Questo paradosso è confermato da altri avvenimenti e rilevazioni: vi sono state cinque elezioni supplettive al Congresso dal marzo 2017, dovute all’abbandono della carica soprattutto da parte di congressisti che andavano a ricoprire impegni nell'amministrazione Trump. Quattro dei cinque posti vacanti erano stati tenuti da repubblicani, e i democratici speravano di conquistarne qualcuno, come segno del loro revival dopo la batosta presidenziale e dei primi profitti elettorali della battaglia anti-Trump. La strategia non ha funzionato e ciascuno dei posti è tornato nelle mani del partito che già lo controllava. Conta, certo, la distribuzione geografica della forza dei due partiti – la maggior parte dei posti erano in terra repubblicana. Ma Trump non ha danneggiato, forse anzi ha aiutato, i candidati repubblicani. In particolare nello scorso giugno, nello Stato sudista della Georgia, i democratici avevano contato su un candidato giovane e brillante, Jon Ossof, che tuttavia ha perso, seppur di misura, e ha riaperto le ferite del partito. Centrista clintoniano, Ossof ha confermato nella sinistra del partito la convinzione che, per vincere, ci vogliono candidati nettamente più progressisti, soprattutto in politica economica.

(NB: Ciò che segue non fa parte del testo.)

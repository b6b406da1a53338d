//! Error types for route collection and argument binding
//!
//! Two kinds of failure exist:
//!
//! - [`ConfigurationError`] is raised at collection time when route metadata
//!   is malformed. It names the owning type and method.
//! - [`BindingError`] is raised per request when a method's arguments cannot
//!   be resolved. It carries the route, the parameter, the expected and the
//!   observed type, and the original cause as its `source()`.
//!
//! Binding errors are categorized by [`BindingErrorKind`], which serializes
//! to SCREAMING_SNAKE_CASE strings for client diagnostics.
//!
//! # Example
//! ```rust,ignore
//! use rest_binding::{BindingError, BindingErrorKind};
//!
//! match rest_binding::get_arguments(&method, &definition, &mut request, &readers, &providers, &beans) {
//!     Ok(args) => invoke(args),
//!     Err(e) if e.kind.is_client_error() => respond(400, e.to_details()),
//!     Err(e) => respond(500, e.to_details()),
//! }
//! ```

use serde::{Deserialize, Serialize};
use std::fmt;
use thiserror::Error;

/// Boxed error returned by collaborators (readers, providers, factories).
pub type BoxError = Box<dyn std::error::Error + Send + Sync + 'static>;

// =============================================================================
// Configuration Errors
// =============================================================================

/// Malformed or missing route metadata, detected while collecting routes.
#[derive(Debug, Error)]
#[error("{location} - {message}")]
pub struct ConfigurationError {
    /// Name of the type whose metadata was being collected
    pub type_name: String,
    /// Name of the offending method, if the failure is method-specific
    pub method: Option<String>,
    /// Human-readable error message
    pub message: String,
    location: String,
    #[source]
    source: Option<BoxError>,
}

impl ConfigurationError {
    /// Create a new error for the given type.
    pub fn new(type_name: impl Into<String>, message: impl Into<String>) -> Self {
        let type_name = type_name.into();
        Self {
            location: type_name.clone(),
            type_name,
            method: None,
            message: message.into(),
            source: None,
        }
    }

    /// Name the offending method.
    pub fn with_method(mut self, method: impl Into<String>) -> Self {
        let method = method.into();
        self.location = format!("{}.{}()", self.type_name, method);
        self.method = Some(method);
        self
    }

    /// Chain the underlying cause.
    pub fn with_source(mut self, source: impl Into<BoxError>) -> Self {
        self.source = Some(source.into());
        self
    }
}

/// Malformed annotation metadata, before it is attributed to a type and method.
#[derive(Debug, Clone, PartialEq, Eq, Error)]
#[error("{0}")]
pub struct MetadataError(pub String);

impl MetadataError {
    pub fn new(message: impl Into<String>) -> Self {
        Self(message.into())
    }
}

// =============================================================================
// Registry Errors
// =============================================================================

/// Lookup failures of the reference registries.
#[derive(Debug, Clone, PartialEq, Eq, Error)]
#[non_exhaustive]
pub enum RegistryError {
    #[error("No value reader registered under '{0}'")]
    UnknownReader(String),
    #[error("No context provider registered under '{0}'")]
    UnknownContextProvider(String),
    #[error("No bean constructor registered for '{0}'")]
    UnknownBean(String),
}

// =============================================================================
// Binding Errors
// =============================================================================

/// Categories of argument binding failures.
#[derive(Debug, Clone, Copy, PartialEq, Eq, Hash, Serialize, Deserialize)]
#[serde(rename_all = "SCREAMING_SNAKE_CASE")]
#[non_exhaustive]
pub enum BindingErrorKind {
    /// A primitive parameter received no value
    MissingArgument,
    /// A value reader failed to convert the extracted value
    InvalidArgument,
    /// A context provider failed or the context could not be read back
    ContextUnavailable,
    /// The injection provider could not construct a bean parameter
    BeanUnavailable,
    /// No value reader could be selected for the parameter
    ReaderUnavailable,
}

impl BindingErrorKind {
    /// Returns the string representation of the kind.
    pub fn as_str(&self) -> &'static str {
        match self {
            Self::MissingArgument => "MISSING_ARGUMENT",
            Self::InvalidArgument => "INVALID_ARGUMENT",
            Self::ContextUnavailable => "CONTEXT_UNAVAILABLE",
            Self::BeanUnavailable => "BEAN_UNAVAILABLE",
            Self::ReaderUnavailable => "READER_UNAVAILABLE",
        }
    }

    /// Returns true if the request itself is at fault (400-class response).
    pub fn is_client_error(&self) -> bool {
        !self.is_server_error()
    }

    /// Returns true if the failure is a server-side wiring problem.
    pub fn is_server_error(&self) -> bool {
        matches!(self, Self::ReaderUnavailable)
    }
}

impl fmt::Display for BindingErrorKind {
    fn fmt(&self, f: &mut fmt::Formatter<'_>) -> fmt::Result {
        write!(f, "{}", self.as_str())
    }
}

/// Identifies the parameter a binding error is about.
#[derive(Debug, Clone, PartialEq, Eq)]
pub enum ParameterRef {
    /// Description of the declared parameter, e.g. `query param 'name'`
    Described(String),
    /// Zero-based position of an undeclared parameter
    Position(usize),
}

impl fmt::Display for ParameterRef {
    fn fmt(&self, f: &mut fmt::Formatter<'_>) -> fmt::Result {
        match self {
            Self::Described(description) => f.write_str(description),
            Self::Position(index) => write!(f, "argument {}", index + 1),
        }
    }
}

/// Observed type name when nothing was extracted from the request.
pub const NO_VALUE: &str = "none";

/// Failure to resolve one argument of a route method.
#[derive(Debug, Error)]
#[error("[{kind}] {message}")]
pub struct BindingError {
    /// Failure category
    pub kind: BindingErrorKind,
    /// The parameter that could not be bound
    pub parameter: ParameterRef,
    /// Route path of the definition being bound
    pub route: String,
    /// Name of the target method
    pub method: String,
    /// Declared type of the argument
    pub expected: String,
    /// Runtime type of the extracted raw value, or [`NO_VALUE`]
    pub provided: String,
    /// Human-readable error message
    pub message: String,
    #[source]
    cause: Option<BoxError>,
}

impl BindingError {
    /// Create a new error. The message is derived from the other fields.
    pub fn new(
        kind: BindingErrorKind,
        parameter: ParameterRef,
        route: impl Into<String>,
        method: impl Into<String>,
        expected: impl Into<String>,
    ) -> Self {
        let mut error = Self {
            kind,
            parameter,
            route: route.into(),
            method: method.into(),
            expected: expected.into(),
            provided: NO_VALUE.to_string(),
            message: String::new(),
            cause: None,
        };
        error.message = error.compose_message();
        error
    }

    /// Record the runtime type of the extracted raw value.
    pub fn with_provided(mut self, provided: impl Into<String>) -> Self {
        self.provided = provided.into();
        self.message = self.compose_message();
        self
    }

    /// Chain the original cause.
    pub fn with_cause(mut self, cause: impl Into<BoxError>) -> Self {
        self.cause = Some(cause.into());
        self.message = self.compose_message();
        self
    }

    /// The chained cause, if any.
    pub fn cause(&self) -> Option<&(dyn std::error::Error + Send + Sync + 'static)> {
        self.cause.as_deref()
    }

    /// JSON diagnostic for the dispatch layer.
    pub fn to_details(&self) -> serde_json::Value {
        serde_json::to_value(self).unwrap_or(serde_json::Value::Null)
    }

    fn compose_message(&self) -> String {
        let mut message = match self.kind {
            BindingErrorKind::MissingArgument => format!(
                "Missing {} for: {} in {}(), expected: {}, but: none was provided",
                self.parameter, self.route, self.method, self.expected
            ),
            _ => format!(
                "Invalid parameter type for: {} for: {} in {}(), expected: {}",
                self.parameter, self.route, self.method, self.expected
            ),
        };

        if self.kind != BindingErrorKind::MissingArgument && self.provided != self.expected {
            message.push_str(&format!(", but got: {}", self.provided));
        }

        if let Some(cause) = &self.cause {
            message.push_str(&format!(" -> {}", cause));
        }

        message
    }
}

impl Serialize for BindingError {
    fn serialize<S>(&self, serializer: S) -> Result<S::Ok, S::Error>
    where
        S: serde::Serializer,
    {
        use serde::ser::SerializeStruct;

        let mut state = serializer.serialize_struct("BindingError", 8)?;
        state.serialize_field("code", &self.kind)?;
        state.serialize_field("message", &self.message)?;
        state.serialize_field("parameter", &self.parameter.to_string())?;
        state.serialize_field("route", &self.route)?;
        state.serialize_field("method", &self.method)?;
        state.serialize_field("expected", &self.expected)?;
        state.serialize_field("provided", &self.provided)?;

        if let Some(ref cause) = self.cause {
            state.serialize_field("cause", &cause.to_string())?;
        }

        state.end()
    }
}

// =============================================================================
// Umbrella Error
// =============================================================================

/// Any error produced by this crate.
#[derive(Debug, Error)]
pub enum RestError {
    #[error(transparent)]
    Configuration(#[from] ConfigurationError),
    #[error(transparent)]
    Binding(#[from] BindingError),
}

/// Result type alias for collection and binding operations.
pub type RestResult<T> = Result<T, RestError>;
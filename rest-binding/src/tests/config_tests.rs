//! Configuration tests

use crate::config::{ConfigValidationError, RestConfig};

#[test]
fn test_defaults_are_valid() {
    let config = RestConfig::default();

    assert_eq!(config.context_key_prefix, "RestRouter-");
    assert_eq!(config.default_media_type, "*/*");
    assert_eq!(config.root_type_name, "Object");
    assert!(config.validate().is_ok());
    assert_eq!(RestConfig::new(), config);
}

#[test]
fn test_empty_prefix_rejected() {
    let config = RestConfig::new().with_context_key_prefix("");
    assert_eq!(config.validate(), Err(ConfigValidationError::EmptyContextKeyPrefix));
}

#[test]
fn test_blank_root_type_rejected() {
    let config = RestConfig::new().with_root_type_name("  ");
    assert_eq!(config.validate(), Err(ConfigValidationError::EmptyRootTypeName));
}

#[test]
fn test_malformed_default_media_type_rejected() {
    let config = RestConfig::new().with_default_media_type("json");

    let err = config.validate().unwrap_err();
    assert_eq!(err, ConfigValidationError::InvalidDefaultMediaType("json".into()));
    assert_eq!(err.to_string(), "default_media_type 'json' is not a media type");
}

#[test]
fn test_missing_fields_take_defaults() {
    let config: RestConfig =
        serde_json::from_str(r#"{ "root_type_name": "java.lang.Object" }"#).unwrap();

    assert_eq!(config.root_type_name, "java.lang.Object");
    assert_eq!(config.context_key_prefix, "RestRouter-");
    assert!(config.validate().is_ok());
}
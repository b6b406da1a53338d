//! Common types for route metadata
//!
//! These are the shared vocabulary of the descriptor table, the route
//! definitions and the binding engine: type references, HTTP methods,
//! media types and parameter kinds.

use serde::{Deserialize, Serialize};
use std::fmt;
use std::str::FromStr;

// =============================================================================
// Type References
// =============================================================================

/// Reference to a declared parameter or target type.
///
/// Types are compared by name. A primitive type cannot represent absence, so
/// an unresolved argument of a primitive type is a binding error.
#[derive(Debug, Clone, PartialEq, Eq, Hash, Serialize, Deserialize)]
pub struct TypeRef {
    name: String,
    primitive: bool,
}

impl TypeRef {
    /// A non-primitive (nullable) type with the given name.
    pub fn named(name: impl Into<String>) -> Self {
        Self {
            name: name.into(),
            primitive: false,
        }
    }

    /// A primitive type with the given name (`int`, `boolean`, ...).
    pub fn primitive(name: impl Into<String>) -> Self {
        Self {
            name: name.into(),
            primitive: true,
        }
    }

    pub fn string() -> Self {
        Self::named("String")
    }

    pub fn int() -> Self {
        Self::primitive("int")
    }

    pub fn long() -> Self {
        Self::primitive("long")
    }

    pub fn boolean() -> Self {
        Self::primitive("boolean")
    }

    pub fn double() -> Self {
        Self::primitive("double")
    }

    /// Boxed integer, accepts absence.
    pub fn integer() -> Self {
        Self::named("Integer")
    }

    /// The type name.
    pub fn name(&self) -> &str {
        &self.name
    }

    /// Returns true if this type cannot represent absence.
    pub fn is_primitive(&self) -> bool {
        self.primitive
    }
}

impl fmt::Display for TypeRef {
    fn fmt(&self, f: &mut fmt::Formatter<'_>) -> fmt::Result {
        f.write_str(&self.name)
    }
}

// =============================================================================
// HTTP Methods
// =============================================================================

/// HTTP method a route responds to.
#[derive(Debug, Clone, Copy, PartialEq, Eq, Hash, Serialize, Deserialize)]
#[serde(rename_all = "UPPERCASE")]
pub enum HttpMethod {
    Get,
    Post,
    Put,
    Delete,
    Patch,
    Head,
    Options,
    Trace,
    Connect,
}

impl HttpMethod {
    /// All known methods, in declaration order.
    pub const ALL: [HttpMethod; 9] = [
        Self::Get,
        Self::Post,
        Self::Put,
        Self::Delete,
        Self::Patch,
        Self::Head,
        Self::Options,
        Self::Trace,
        Self::Connect,
    ];

    /// Returns the string representation of the method.
    pub fn as_str(&self) -> &'static str {
        match self {
            Self::Get => "GET",
            Self::Post => "POST",
            Self::Put => "PUT",
            Self::Delete => "DELETE",
            Self::Patch => "PATCH",
            Self::Head => "HEAD",
            Self::Options => "OPTIONS",
            Self::Trace => "TRACE",
            Self::Connect => "CONNECT",
        }
    }
}

impl fmt::Display for HttpMethod {
    fn fmt(&self, f: &mut fmt::Formatter<'_>) -> fmt::Result {
        f.write_str(self.as_str())
    }
}

impl FromStr for HttpMethod {
    type Err = String;

    /// Case-insensitive lookup by method name.
    fn from_str(value: &str) -> Result<Self, Self::Err> {
        let value = value.trim();
        Self::ALL
            .into_iter()
            .find(|method| method.as_str().eq_ignore_ascii_case(value))
            .ok_or_else(|| format!("Unknown HTTP method '{}'", value))
    }
}

// =============================================================================
// Media Types
// =============================================================================

/// Parsed media type such as `application/json;charset=UTF-8`.
#[derive(Debug, Clone, PartialEq, Eq, Hash)]
pub struct MediaType {
    kind: String,
    subtype: String,
    params: Vec<(String, String)>,
}

/// Key used when no media type is given.
pub const WILDCARD_MEDIA_TYPE: &str = "*/*";

impl MediaType {
    /// Parse a media type, returning `None` for blank or malformed input.
    pub fn parse(value: &str) -> Option<Self> {
        let value = value.trim();
        if value.is_empty() {
            return None;
        }

        let mut parts = value.split(';');
        let essence = parts.next()?.trim();
        let (kind, subtype) = essence.split_once('/')?;
        let (kind, subtype) = (kind.trim(), subtype.trim());
        if kind.is_empty() || subtype.is_empty() || kind.contains(' ') || subtype.contains(' ') {
            return None;
        }

        let params = parts
            .filter_map(|param| {
                let (name, value) = param.split_once('=')?;
                let name = name.trim();
                let value = value.trim().trim_matches('"');
                (!name.is_empty()).then(|| (name.to_ascii_lowercase(), value.to_string()))
            })
            .collect();

        Some(Self {
            kind: kind.to_ascii_lowercase(),
            subtype: subtype.to_ascii_lowercase(),
            params,
        })
    }

    /// Registry key for an optional media type: `type/subtype` or `*/*`.
    pub fn key_of(media_type: Option<&MediaType>) -> String {
        media_type
            .map(MediaType::key)
            .unwrap_or_else(|| WILDCARD_MEDIA_TYPE.to_string())
    }

    /// The `type/subtype` essence, without parameters.
    pub fn key(&self) -> String {
        format!("{}/{}", self.kind, self.subtype)
    }

    /// Value of a parameter such as `charset`.
    pub fn param(&self, name: &str) -> Option<&str> {
        self.params
            .iter()
            .find(|(key, _)| key.eq_ignore_ascii_case(name))
            .map(|(_, value)| value.as_str())
    }

    pub fn is_wildcard(&self) -> bool {
        self.kind == "*" && self.subtype == "*"
    }
}

impl fmt::Display for MediaType {
    fn fmt(&self, f: &mut fmt::Formatter<'_>) -> fmt::Result {
        write!(f, "{}/{}", self.kind, self.subtype)?;
        for (name, value) in &self.params {
            write!(f, ";{}={}", name, value)?;
        }
        Ok(())
    }
}

impl Serialize for MediaType {
    fn serialize<S>(&self, serializer: S) -> Result<S::Ok, S::Error>
    where
        S: serde::Serializer,
    {
        serializer.collect_str(self)
    }
}

impl<'de> Deserialize<'de> for MediaType {
    fn deserialize<D>(deserializer: D) -> Result<Self, D::Error>
    where
        D: serde::Deserializer<'de>,
    {
        let value = String::deserialize(deserializer)?;
        MediaType::parse(&value)
            .ok_or_else(|| serde::de::Error::custom(format!("invalid media type '{}'", value)))
    }
}

// =============================================================================
// Parameter Kinds
// =============================================================================

/// Where a method parameter takes its value from.
#[derive(Debug, Clone, Copy, PartialEq, Eq, Hash, Serialize, Deserialize)]
#[serde(rename_all = "lowercase")]
pub enum ParameterKind {
    Path,
    Query,
    Header,
    Cookie,
    Form,
    Matrix,
    Body,
    Bean,
    Context,
}

impl ParameterKind {
    pub fn as_str(&self) -> &'static str {
        match self {
            Self::Path => "path",
            Self::Query => "query",
            Self::Header => "header",
            Self::Cookie => "cookie",
            Self::Form => "form",
            Self::Matrix => "matrix",
            Self::Body => "body",
            Self::Bean => "bean",
            Self::Context => "context",
        }
    }

    /// Returns true if values of this kind are looked up by an external name.
    pub fn is_named(&self) -> bool {
        !matches!(self, Self::Body | Self::Bean | Self::Context)
    }
}

impl fmt::Display for ParameterKind {
    fn fmt(&self, f: &mut fmt::Formatter<'_>) -> fmt::Result {
        f.write_str(self.as_str())
    }
}
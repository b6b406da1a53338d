//! Application context and services

use super::User;
use std::sync::{Arc, Mutex};

/// Application context passed to all handlers
#[derive(Clone, Default)]
pub struct AppContext {
    /// User store
    pub db: DbService,
}

impl AppContext {
    pub fn new() -> Self {
        Self::default()
    }
}

/// In-memory user store
#[derive(Clone)]
pub struct DbService {
    users: Arc<Mutex<Vec<User>>>,
}

impl DbService {
    pub fn new() -> Self {
        Self {
            users: Arc::new(Mutex::new(vec![
                User::new(1, "Alice", "alice@example.com"),
                User::new(2, "Bob", "bob@example.com"),
            ])),
        }
    }

    pub fn get_user(&self, id: u64) -> Option<User> {
        self.users.lock().ok()?.iter().find(|u| u.id == id).cloned()
    }

    /// Users whose name contains `filter`, case-insensitive, at most `limit`.
    pub fn list_users(&self, filter: Option<&str>, limit: usize) -> Vec<User> {
        let filter = filter.map(str::to_lowercase);
        self.users
            .lock()
            .map(|users| {
                users
                    .iter()
                    .filter(|u| match &filter {
                        Some(f) => u.name.to_lowercase().contains(f.as_str()),
                        None => true,
                    })
                    .take(limit)
                    .cloned()
                    .collect()
            })
            .unwrap_or_default()
    }

    pub fn create_user(&self, name: &str, email: &str) -> Option<User> {
        let mut users = self.users.lock().ok()?;
        let id = users.iter().map(|u| u.id).max().unwrap_or(0) + 1;

        let user = User::new(id, name, email);
        users.push(user.clone());
        Some(user)
    }

    pub fn count_users(&self) -> usize {
        self.users.lock().map(|u| u.len()).unwrap_or(0)
    }
}

impl Default for DbService {
    fn default() -> Self {
        Self::new()
    }
}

D’altra parte, sempre sulla scia del paradosso “impopolarità ma solido radicamento repubblicano”, altre rilevazioni sono interessanti in vista delle elezioni future: secondo vasti strati d’opinione in questo momento il Partito democratico non ha un profilo elettorale visibile che non sia quello di opporsi a Trump. Mentre la maggior parte degli americani preferirebbe che almeno una delle camere congressuali tornasse in mano ai democratici, il grado di mobilitazione e di fedeltà del loro elettorato sembra molto minore di quello dei repubblicani, che paiono avere una spinta molto più forte ad andare a votare.
La scena della popolarità di Trump e dei suoi effetti è ovviamente in movimento: bisogna vedere i contraccolpi dell’Obamacare, dove i repubblicani si sono lanciati in un tentativo spericolato e autolesionista. Fin dalle batoste politiche subite da Reagan negli anni Ottanta, quando aveva cercato di attaccare le popolarissime nome sulla Social Security, Medicaid e Medicare (la sanità pubblica per poveri e anziani), era diventata legge non scritta dei repubblicani che a toccare le norme di sicurezza sociale ci si scottava le dita. La “legge” sembra essersi ripetuta per l’Obamacare. Trump potrebbe avere la via più facile su taglio delle tasse, piano di investimenti pubblici per le infrastrutture, norme di deregulation, in cui il conflitto tra i repubblicani sembra minore. Gli effetti di queste misure sulla popolarità cominceranno ad avere riflessi sulle elezioni congressuali intermedie del 2018 che, essendo del tutto improbabile un “impeachment” checché ne sia del Russiagate, sono la vera cartina di tornasole della sua fortuna politica e del destino della sua amministrazione.